* _Brief_
Write out exactly the lines below that run from the one containing "repository aa461b0d1985fcb4" through the one containing "pub enum SttError", both included, with no other lines.

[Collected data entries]
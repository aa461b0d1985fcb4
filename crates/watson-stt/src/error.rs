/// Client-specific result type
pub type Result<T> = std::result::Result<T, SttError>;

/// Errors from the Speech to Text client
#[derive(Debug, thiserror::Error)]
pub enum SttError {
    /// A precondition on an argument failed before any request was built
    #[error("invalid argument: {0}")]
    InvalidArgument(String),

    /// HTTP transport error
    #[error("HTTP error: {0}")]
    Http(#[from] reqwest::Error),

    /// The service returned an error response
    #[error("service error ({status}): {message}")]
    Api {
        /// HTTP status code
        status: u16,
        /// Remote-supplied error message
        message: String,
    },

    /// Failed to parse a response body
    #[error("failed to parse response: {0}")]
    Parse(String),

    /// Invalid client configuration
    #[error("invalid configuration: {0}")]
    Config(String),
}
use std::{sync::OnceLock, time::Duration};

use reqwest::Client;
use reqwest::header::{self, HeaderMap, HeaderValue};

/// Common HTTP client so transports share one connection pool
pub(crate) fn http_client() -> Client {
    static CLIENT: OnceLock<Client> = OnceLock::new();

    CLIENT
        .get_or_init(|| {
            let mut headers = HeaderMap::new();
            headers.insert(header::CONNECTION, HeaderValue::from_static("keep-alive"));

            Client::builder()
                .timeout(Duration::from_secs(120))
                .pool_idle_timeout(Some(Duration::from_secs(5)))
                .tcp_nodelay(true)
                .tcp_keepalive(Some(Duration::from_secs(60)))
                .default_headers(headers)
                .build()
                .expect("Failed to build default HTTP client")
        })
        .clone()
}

* * *

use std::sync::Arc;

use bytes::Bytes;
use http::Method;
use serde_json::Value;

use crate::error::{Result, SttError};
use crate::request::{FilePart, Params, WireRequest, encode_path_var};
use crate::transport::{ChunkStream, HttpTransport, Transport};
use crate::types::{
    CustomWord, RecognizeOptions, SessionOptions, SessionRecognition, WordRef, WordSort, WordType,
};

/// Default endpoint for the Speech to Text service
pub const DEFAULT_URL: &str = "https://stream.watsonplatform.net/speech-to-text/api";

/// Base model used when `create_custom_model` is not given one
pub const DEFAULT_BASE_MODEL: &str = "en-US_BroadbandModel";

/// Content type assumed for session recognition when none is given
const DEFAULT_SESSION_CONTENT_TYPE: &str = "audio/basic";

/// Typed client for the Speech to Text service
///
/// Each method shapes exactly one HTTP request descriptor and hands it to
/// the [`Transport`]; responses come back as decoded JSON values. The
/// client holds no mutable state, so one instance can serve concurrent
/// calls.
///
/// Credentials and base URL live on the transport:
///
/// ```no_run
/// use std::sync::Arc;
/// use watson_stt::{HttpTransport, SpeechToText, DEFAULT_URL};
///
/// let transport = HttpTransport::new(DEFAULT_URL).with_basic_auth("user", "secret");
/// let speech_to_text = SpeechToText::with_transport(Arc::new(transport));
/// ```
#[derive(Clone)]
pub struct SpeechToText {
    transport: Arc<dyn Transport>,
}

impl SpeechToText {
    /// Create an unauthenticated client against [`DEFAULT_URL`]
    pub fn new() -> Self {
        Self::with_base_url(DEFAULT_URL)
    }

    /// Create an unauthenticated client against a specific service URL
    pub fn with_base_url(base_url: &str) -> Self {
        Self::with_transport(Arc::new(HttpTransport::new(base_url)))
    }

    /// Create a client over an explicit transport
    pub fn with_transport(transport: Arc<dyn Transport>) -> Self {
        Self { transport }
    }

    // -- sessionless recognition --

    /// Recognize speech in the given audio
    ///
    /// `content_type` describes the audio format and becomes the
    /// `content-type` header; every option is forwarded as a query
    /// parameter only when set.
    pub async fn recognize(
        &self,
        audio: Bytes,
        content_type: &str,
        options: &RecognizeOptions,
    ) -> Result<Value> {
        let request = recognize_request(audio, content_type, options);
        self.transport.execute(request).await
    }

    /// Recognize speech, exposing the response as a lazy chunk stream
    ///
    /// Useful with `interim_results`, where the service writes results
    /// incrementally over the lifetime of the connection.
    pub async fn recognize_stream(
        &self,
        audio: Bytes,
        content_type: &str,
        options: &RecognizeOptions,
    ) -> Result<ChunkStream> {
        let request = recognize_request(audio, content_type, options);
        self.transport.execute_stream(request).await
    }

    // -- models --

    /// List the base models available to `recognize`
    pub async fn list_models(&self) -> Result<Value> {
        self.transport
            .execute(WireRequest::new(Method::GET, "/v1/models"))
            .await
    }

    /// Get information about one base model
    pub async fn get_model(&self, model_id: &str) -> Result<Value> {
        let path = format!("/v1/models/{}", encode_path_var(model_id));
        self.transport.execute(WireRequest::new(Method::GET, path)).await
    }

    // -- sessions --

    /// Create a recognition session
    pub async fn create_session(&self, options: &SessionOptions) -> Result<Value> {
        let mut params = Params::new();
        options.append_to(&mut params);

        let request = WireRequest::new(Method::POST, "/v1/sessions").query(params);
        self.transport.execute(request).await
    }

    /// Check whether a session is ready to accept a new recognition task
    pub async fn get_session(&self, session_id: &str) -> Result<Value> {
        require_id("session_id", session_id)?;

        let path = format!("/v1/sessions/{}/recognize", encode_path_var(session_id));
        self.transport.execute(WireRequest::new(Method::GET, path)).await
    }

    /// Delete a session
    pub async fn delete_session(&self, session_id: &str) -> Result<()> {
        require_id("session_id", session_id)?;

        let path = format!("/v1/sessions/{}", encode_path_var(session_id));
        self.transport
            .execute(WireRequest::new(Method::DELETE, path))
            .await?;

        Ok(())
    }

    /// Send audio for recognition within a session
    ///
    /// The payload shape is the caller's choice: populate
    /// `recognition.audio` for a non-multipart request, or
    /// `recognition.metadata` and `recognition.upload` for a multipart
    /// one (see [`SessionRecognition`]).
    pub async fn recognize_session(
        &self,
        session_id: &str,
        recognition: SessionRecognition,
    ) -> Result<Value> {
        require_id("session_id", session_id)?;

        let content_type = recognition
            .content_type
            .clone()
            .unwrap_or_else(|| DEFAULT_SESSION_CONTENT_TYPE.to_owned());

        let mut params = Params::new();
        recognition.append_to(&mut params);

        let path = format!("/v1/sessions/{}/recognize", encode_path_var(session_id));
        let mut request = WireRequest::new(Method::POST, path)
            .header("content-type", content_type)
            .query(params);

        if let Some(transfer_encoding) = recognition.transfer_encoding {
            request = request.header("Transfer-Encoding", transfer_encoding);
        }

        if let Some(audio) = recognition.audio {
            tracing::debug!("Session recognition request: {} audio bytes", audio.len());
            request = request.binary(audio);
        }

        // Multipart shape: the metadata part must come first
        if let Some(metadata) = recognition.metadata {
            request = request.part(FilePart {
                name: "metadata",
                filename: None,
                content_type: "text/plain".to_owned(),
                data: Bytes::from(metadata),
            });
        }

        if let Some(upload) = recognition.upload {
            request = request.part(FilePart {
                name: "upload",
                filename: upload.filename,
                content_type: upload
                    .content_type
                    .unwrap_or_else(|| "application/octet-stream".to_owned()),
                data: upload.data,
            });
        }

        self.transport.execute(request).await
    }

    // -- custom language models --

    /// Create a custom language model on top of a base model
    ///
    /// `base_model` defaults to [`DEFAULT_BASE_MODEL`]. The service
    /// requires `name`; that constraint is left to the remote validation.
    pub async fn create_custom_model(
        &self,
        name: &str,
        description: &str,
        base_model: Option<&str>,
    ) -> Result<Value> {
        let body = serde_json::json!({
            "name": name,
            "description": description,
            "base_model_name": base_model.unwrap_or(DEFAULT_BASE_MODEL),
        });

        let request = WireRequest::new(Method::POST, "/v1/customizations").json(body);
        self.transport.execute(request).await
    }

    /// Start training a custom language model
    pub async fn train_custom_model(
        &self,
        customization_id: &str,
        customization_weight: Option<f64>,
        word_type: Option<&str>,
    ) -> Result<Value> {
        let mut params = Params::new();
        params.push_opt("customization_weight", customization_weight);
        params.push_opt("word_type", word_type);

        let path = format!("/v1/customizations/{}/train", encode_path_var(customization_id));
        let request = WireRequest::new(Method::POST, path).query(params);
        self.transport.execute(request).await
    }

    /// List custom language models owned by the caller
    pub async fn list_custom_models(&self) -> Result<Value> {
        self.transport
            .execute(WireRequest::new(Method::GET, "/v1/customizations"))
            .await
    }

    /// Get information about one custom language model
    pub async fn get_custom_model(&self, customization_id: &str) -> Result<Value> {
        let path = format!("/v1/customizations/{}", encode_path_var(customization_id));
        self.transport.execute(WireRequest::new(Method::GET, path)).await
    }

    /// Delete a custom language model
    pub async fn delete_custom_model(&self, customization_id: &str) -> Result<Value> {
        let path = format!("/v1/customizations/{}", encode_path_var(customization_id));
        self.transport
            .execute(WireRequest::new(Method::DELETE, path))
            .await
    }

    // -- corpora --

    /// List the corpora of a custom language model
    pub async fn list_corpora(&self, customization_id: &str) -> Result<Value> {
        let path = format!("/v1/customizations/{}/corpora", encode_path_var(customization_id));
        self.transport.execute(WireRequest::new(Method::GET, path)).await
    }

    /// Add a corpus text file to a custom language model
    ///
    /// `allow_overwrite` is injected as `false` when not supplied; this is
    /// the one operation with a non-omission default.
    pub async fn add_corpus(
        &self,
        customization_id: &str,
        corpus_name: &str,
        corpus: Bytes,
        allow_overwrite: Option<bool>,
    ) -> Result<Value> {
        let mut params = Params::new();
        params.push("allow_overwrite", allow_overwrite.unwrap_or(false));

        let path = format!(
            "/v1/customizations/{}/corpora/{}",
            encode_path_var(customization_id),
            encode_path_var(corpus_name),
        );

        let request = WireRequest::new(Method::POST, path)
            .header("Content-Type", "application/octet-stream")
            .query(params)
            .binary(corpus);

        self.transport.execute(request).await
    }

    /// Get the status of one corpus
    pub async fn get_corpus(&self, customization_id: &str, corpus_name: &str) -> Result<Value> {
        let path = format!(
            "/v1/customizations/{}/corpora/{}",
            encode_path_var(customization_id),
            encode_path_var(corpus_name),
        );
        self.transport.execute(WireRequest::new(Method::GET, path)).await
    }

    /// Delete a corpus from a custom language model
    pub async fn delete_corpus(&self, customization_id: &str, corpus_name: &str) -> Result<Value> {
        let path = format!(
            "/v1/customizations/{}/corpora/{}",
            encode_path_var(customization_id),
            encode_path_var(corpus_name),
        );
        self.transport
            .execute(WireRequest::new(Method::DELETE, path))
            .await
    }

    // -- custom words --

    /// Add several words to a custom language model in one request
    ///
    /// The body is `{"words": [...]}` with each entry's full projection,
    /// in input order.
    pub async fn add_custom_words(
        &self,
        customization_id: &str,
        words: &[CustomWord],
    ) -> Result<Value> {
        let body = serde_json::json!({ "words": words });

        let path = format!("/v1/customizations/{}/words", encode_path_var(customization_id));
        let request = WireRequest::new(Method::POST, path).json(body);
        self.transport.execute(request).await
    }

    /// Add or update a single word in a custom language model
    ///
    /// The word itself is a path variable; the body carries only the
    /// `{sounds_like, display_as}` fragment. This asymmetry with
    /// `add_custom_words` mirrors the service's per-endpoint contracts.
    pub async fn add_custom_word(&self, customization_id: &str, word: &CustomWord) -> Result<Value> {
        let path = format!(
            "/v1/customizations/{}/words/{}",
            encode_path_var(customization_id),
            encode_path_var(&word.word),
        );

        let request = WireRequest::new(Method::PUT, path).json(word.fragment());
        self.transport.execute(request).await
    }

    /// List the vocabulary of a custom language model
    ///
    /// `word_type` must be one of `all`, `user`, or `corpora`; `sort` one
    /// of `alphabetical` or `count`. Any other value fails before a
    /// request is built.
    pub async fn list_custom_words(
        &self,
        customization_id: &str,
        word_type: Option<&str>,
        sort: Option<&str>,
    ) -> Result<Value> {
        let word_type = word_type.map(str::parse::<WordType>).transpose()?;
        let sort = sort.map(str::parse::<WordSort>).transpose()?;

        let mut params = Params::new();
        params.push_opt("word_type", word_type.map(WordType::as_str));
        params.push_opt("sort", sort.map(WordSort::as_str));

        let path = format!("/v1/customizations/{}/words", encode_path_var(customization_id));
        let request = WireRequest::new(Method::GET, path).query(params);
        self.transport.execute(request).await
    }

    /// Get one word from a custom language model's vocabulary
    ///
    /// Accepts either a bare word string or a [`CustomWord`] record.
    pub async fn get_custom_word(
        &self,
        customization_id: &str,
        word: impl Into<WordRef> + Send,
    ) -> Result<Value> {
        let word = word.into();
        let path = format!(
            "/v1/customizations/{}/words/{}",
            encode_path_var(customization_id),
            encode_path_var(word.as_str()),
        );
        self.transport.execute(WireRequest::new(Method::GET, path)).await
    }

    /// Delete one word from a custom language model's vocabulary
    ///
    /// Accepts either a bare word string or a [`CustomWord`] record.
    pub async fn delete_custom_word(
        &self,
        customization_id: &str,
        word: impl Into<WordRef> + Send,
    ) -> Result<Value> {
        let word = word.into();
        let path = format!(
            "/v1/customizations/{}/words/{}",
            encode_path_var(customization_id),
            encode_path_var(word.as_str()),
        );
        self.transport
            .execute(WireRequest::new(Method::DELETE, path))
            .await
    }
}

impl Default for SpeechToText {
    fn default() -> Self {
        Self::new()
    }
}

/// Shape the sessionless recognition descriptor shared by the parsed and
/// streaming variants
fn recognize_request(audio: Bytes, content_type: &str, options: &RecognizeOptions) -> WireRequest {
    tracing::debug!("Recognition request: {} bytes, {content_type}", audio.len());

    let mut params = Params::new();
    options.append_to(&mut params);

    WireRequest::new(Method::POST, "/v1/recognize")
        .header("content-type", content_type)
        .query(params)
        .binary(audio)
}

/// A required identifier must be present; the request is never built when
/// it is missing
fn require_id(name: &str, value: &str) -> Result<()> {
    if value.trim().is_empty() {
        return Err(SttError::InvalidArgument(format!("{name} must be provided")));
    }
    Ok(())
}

==

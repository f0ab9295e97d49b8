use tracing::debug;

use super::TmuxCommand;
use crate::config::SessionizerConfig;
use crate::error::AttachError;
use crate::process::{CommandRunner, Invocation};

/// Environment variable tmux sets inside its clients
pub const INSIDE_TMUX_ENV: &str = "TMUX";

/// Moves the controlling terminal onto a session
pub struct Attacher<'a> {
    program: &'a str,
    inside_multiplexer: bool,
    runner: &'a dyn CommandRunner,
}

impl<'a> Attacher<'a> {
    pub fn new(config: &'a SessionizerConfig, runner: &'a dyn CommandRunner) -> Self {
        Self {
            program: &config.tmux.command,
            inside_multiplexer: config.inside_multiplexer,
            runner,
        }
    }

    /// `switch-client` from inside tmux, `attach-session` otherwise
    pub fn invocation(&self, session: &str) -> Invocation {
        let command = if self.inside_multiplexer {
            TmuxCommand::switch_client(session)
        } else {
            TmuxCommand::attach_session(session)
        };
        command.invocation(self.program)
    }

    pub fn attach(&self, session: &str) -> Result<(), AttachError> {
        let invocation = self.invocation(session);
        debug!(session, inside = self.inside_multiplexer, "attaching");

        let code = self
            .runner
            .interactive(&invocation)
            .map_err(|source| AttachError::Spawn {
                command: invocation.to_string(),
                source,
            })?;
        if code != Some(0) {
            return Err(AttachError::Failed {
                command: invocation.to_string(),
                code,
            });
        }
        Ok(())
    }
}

* _Task answer_
repository aa461b0d1985fcb4
filename crates/watson-stt/src/error.rs
/// Client-specific result type
pub type Result<T> = std::result::Result<T, SttError>;

/// Errors from the Speech to Text client
#[derive(Debug, thiserror::Error)]
pub enum SttError {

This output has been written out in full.